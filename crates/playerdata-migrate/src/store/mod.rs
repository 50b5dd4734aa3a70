//! Destination document stores.
//!
//! Migrators talk to the database through [`DocumentStore`] so that dry runs
//! and tests can use [`MemoryStore`] instead of a live MongoDB.

pub mod memory;
pub mod mongo;

pub use memory::MemoryStore;
pub use mongo::MongoStore;

use async_trait::async_trait;
use mongodb::bson::{Bson, Document};

use crate::error::Result;

/// Collection holding one document per player.
pub const USERS_COLLECTION: &str = "users";

/// Collection holding one document per ender chest.
pub const BANKS_COLLECTION: &str = "banks";

/// Field that identifies a user document.
pub const UUID_FIELD: &str = "uuid";

/// Operations the migrators need from the destination database.
#[async_trait]
pub trait DocumentStore: Send + Sync {
    /// `_id` of the user with this UUID, if one exists.
    async fn find_user_id(&self, uuid: &str) -> Result<Option<Bson>>;

    /// Inserts a bare user document and returns its `_id`.
    async fn insert_user(&self, uuid: &str) -> Result<Bson>;

    /// Inserts bank documents in one unordered bulk write.
    ///
    /// Returns the number of documents inserted. An empty batch is a no-op.
    async fn insert_banks(&self, banks: Vec<Document>) -> Result<u64>;

    /// Replaces user documents by their `uuid` field, inserting missing ones,
    /// in one unordered bulk write.
    ///
    /// Returns the number of documents matched or inserted. An empty batch is
    /// a no-op.
    async fn upsert_users(&self, users: Vec<Document>) -> Result<u64>;
}

/// UUID of a user document.
pub(crate) fn user_uuid(user: &Document) -> Result<&str> {
    user.get_str(UUID_FIELD).map_err(|e| {
        crate::error::Error::BulkWrite(format!("user document without '{}': {}", UUID_FIELD, e))
    })
}
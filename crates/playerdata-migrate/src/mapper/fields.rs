//! Typed access to compound fields.

use super::enchantments::enchantment_name;
use super::{Enchantments, MappingError};
use crate::nbt::{Compound, Tag, TagKind};

type MapResult<T> = std::result::Result<T, MappingError>;

/// Read-only view over a compound that reports absent and mistyped fields.
///
/// Optional accessors return `Ok(None)` for an absent key and an error for a
/// key that holds the wrong kind of tag.
pub(crate) struct Fields<'a> {
    map: &'a Compound,
}

impl<'a> Fields<'a> {
    pub(crate) fn new(map: &'a Compound) -> Self {
        Self { map }
    }

    pub(crate) fn get(&self, key: &str) -> Option<&'a Tag> {
        self.map.get(key)
    }

    fn typed<T>(
        &self,
        key: &'static str,
        expected: TagKind,
        pick: impl FnOnce(&'a Tag) -> Option<T>,
    ) -> MapResult<Option<T>> {
        match self.map.get(key) {
            None => Ok(None),
            Some(tag) => pick(tag)
                .map(Some)
                .ok_or_else(|| MappingError::wrong_kind(key, expected.name(), tag)),
        }
    }

    pub(crate) fn byte(&self, key: &'static str) -> MapResult<Option<i8>> {
        self.typed(key, TagKind::Byte, Tag::as_byte)
    }

    pub(crate) fn short(&self, key: &'static str) -> MapResult<Option<i16>> {
        self.typed(key, TagKind::Short, Tag::as_short)
    }

    pub(crate) fn int(&self, key: &'static str) -> MapResult<Option<i32>> {
        self.typed(key, TagKind::Int, Tag::as_int)
    }

    pub(crate) fn string(&self, key: &'static str) -> MapResult<Option<String>> {
        self.typed(key, TagKind::String, |t| t.as_str().map(str::to_owned))
    }

    pub(crate) fn compound(&self, key: &'static str) -> MapResult<Option<&'a Compound>> {
        self.typed(key, TagKind::Compound, Tag::as_compound)
    }

    /// A list whose elements all have `element` kind.
    ///
    /// An empty list is accepted whatever kind it declares, since the game
    /// writes never-filled lists as lists of `End`.
    fn list_of(&self, key: &'static str, element: TagKind) -> MapResult<Option<&'a [Tag]>> {
        let Some(list) = self.typed(key, TagKind::List, Tag::as_list)? else {
            return Ok(None);
        };
        if !list.is_empty() && list.kind() != element {
            return Err(MappingError::WrongElementKind {
                field: key,
                expected: element.name(),
                found: list.kind().name(),
            });
        }
        Ok(Some(list.as_slice()))
    }

    pub(crate) fn strings(&self, key: &'static str) -> MapResult<Option<Vec<String>>> {
        Ok(self.list_of(key, TagKind::String)?.map(|items| {
            items
                .iter()
                .filter_map(Tag::as_str)
                .map(str::to_owned)
                .collect()
        }))
    }

    /// Decodes a list of `{id: short, lvl: short}` compounds.
    pub(crate) fn enchantments(&self, key: &'static str) -> MapResult<Option<Enchantments>> {
        let Some(entries) = self.list_of(key, TagKind::Compound)? else {
            return Ok(None);
        };
        let mut enchants = Enchantments::default();
        for entry in entries.iter().filter_map(Tag::as_compound) {
            let entry = Fields::new(entry);
            let id = required(entry.short("id"), "id")?;
            let level = required(entry.short("lvl"), "lvl")?;
            enchants.insert(enchantment_name(i32::from(id)), i32::from(level));
        }
        Ok(Some(enchants))
    }
}

/// Turns an absent optional field into [`MappingError::MissingField`].
pub(crate) fn required<T>(value: MapResult<Option<T>>, key: &'static str) -> MapResult<T> {
    value?.ok_or(MappingError::MissingField(key))
}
────────
Work instruction
Take each line of the material that contains the word "database" and list it.

Answer below
//! Migrators talk to the database through [`DocumentStore`] so that dry runs
/// Operations the migrators need from the destination database.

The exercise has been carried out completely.